(Dataset entries)
###

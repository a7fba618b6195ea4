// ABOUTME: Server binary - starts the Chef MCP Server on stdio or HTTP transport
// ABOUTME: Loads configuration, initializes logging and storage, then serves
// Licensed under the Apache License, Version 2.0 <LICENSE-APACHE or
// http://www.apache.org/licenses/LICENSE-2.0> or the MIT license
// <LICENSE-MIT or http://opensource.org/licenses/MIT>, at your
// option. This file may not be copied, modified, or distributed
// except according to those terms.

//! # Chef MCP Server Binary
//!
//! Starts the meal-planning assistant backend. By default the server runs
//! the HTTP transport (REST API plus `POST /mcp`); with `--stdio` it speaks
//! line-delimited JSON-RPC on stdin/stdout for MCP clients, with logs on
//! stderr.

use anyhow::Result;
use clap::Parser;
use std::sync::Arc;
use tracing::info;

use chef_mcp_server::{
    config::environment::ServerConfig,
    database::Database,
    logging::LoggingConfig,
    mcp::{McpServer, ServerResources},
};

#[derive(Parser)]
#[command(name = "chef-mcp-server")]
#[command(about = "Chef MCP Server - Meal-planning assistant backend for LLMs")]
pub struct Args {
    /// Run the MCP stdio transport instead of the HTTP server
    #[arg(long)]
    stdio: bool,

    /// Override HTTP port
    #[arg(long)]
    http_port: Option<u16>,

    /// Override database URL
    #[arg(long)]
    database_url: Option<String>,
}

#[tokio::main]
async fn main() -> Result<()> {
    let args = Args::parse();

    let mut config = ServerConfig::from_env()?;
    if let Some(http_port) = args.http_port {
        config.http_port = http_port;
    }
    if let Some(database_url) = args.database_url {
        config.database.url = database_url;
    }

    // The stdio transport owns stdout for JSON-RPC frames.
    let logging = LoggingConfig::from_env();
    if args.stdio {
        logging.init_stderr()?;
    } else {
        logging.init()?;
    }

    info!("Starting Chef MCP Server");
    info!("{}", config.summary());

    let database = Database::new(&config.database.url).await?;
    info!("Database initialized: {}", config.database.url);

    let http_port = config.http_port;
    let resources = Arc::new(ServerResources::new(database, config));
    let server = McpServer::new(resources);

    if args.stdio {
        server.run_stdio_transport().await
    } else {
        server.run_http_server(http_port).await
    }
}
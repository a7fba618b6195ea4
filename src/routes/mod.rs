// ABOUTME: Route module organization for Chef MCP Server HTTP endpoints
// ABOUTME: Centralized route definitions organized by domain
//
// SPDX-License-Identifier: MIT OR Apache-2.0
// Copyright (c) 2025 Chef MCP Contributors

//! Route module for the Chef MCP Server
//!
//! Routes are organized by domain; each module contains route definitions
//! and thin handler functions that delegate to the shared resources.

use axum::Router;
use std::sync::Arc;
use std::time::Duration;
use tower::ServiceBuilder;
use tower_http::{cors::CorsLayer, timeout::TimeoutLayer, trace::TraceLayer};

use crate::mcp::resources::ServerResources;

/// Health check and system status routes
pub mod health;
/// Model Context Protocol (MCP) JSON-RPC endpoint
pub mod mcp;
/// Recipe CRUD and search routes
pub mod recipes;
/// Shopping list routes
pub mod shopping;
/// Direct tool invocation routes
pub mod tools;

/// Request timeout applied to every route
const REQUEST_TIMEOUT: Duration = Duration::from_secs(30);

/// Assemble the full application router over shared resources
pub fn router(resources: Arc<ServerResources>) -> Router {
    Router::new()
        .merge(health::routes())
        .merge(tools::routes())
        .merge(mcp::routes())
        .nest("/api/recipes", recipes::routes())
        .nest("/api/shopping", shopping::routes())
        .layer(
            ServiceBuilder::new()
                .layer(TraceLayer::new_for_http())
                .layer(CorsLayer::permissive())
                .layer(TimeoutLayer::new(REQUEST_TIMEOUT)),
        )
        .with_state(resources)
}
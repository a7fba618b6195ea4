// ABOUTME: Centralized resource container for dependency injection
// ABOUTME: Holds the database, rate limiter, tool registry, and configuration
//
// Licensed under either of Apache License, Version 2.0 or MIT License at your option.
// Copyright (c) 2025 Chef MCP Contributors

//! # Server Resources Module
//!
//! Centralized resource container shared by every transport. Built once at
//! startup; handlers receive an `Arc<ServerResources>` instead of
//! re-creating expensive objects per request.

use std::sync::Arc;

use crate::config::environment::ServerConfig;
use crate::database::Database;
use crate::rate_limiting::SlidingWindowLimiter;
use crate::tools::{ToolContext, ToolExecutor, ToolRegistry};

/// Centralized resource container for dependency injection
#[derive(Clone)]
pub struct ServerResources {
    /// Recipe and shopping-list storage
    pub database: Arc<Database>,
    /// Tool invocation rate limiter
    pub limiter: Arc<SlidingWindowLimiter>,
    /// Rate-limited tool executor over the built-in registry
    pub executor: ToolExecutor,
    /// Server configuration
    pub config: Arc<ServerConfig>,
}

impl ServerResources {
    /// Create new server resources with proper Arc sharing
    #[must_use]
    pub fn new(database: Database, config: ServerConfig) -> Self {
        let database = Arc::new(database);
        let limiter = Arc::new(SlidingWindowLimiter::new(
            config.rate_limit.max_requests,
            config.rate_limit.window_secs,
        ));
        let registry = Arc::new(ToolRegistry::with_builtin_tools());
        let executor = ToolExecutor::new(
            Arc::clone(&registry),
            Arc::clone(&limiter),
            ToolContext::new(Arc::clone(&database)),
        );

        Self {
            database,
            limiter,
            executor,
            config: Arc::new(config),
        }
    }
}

###

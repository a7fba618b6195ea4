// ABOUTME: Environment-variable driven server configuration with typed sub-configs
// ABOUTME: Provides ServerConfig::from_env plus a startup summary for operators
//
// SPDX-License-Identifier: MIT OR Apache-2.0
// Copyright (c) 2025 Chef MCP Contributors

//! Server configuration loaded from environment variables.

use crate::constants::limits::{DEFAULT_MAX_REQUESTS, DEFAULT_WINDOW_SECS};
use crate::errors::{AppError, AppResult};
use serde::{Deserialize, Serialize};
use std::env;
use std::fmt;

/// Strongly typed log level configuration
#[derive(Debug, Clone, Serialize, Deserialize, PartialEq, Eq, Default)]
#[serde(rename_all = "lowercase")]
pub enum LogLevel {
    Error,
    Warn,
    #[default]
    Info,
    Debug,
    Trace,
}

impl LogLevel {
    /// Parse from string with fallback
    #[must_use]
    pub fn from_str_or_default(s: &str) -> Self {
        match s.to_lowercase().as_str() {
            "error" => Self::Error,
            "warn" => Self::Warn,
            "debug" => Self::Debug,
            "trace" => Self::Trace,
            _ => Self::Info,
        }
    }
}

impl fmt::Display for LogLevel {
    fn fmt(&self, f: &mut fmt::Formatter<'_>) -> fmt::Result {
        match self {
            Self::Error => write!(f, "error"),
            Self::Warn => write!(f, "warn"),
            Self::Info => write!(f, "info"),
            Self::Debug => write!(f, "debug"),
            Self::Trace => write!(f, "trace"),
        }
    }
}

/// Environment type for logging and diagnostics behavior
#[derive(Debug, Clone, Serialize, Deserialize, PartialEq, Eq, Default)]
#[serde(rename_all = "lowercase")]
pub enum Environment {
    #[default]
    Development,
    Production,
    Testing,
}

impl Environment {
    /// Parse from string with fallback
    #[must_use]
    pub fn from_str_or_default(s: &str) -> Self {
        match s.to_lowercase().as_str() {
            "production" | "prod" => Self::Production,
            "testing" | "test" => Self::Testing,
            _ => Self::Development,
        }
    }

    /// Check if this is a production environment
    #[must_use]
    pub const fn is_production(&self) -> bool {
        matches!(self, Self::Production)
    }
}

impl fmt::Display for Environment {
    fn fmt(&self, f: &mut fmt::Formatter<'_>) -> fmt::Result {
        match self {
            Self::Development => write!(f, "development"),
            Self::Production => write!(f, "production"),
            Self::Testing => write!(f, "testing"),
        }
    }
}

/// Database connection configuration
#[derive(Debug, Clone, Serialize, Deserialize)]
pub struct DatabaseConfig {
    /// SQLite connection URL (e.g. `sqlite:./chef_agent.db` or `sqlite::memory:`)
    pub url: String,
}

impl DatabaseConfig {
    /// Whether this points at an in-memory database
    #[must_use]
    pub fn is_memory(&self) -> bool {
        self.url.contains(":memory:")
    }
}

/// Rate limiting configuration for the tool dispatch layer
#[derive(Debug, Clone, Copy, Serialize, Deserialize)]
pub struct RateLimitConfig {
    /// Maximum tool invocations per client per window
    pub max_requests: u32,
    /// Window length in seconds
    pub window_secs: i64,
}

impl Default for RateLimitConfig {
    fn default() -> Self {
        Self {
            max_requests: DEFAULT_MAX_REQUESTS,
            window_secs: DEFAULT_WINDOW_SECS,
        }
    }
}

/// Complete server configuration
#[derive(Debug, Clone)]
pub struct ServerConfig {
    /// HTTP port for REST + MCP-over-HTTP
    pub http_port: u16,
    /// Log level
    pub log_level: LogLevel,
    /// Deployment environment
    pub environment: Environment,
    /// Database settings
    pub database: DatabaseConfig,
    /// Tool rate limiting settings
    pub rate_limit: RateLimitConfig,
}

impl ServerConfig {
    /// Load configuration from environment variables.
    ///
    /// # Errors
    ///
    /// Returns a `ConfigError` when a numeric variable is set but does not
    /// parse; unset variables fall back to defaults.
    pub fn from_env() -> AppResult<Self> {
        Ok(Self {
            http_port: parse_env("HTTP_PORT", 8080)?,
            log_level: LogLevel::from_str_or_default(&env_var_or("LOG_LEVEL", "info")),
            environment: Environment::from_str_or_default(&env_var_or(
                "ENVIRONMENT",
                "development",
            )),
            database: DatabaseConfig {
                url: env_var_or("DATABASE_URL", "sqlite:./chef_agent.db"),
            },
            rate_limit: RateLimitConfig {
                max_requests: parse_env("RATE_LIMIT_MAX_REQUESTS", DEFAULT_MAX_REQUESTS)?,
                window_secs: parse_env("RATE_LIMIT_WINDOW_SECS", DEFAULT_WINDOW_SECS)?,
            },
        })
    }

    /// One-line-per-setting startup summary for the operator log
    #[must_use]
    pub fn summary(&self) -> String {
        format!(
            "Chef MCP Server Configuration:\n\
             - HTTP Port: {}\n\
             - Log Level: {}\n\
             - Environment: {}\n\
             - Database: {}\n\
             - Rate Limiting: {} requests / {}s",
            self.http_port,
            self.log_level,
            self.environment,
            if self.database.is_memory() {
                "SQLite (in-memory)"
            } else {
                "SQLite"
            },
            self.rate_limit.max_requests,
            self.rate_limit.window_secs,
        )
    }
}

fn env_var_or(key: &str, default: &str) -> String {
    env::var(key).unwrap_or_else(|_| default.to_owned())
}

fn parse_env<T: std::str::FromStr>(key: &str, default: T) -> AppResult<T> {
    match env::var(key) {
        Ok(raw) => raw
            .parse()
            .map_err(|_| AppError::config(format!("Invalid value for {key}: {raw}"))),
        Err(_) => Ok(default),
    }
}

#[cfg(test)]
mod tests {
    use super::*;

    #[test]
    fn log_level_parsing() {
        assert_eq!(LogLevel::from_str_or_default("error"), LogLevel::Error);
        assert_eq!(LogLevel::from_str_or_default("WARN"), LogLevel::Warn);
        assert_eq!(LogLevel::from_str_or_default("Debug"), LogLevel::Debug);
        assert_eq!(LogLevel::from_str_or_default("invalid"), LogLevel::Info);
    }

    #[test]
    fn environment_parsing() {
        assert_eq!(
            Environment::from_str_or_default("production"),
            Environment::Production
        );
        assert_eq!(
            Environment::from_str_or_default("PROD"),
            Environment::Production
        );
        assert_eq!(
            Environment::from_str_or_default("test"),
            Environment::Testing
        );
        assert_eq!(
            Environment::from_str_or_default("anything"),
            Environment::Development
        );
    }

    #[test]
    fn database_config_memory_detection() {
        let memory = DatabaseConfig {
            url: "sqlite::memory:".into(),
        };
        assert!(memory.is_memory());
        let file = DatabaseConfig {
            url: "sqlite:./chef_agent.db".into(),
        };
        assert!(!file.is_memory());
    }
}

###

§ **Assigned task**
From the data above, gather every line that includes the word "JSON".

§ **Answer to this task**
//! line-delimited JSON-RPC on stdin/stdout for MCP clients, with logs on
    // The stdio transport owns stdout for JSON-RPC frames.
/// Model Context Protocol (MCP) JSON-RPC endpoint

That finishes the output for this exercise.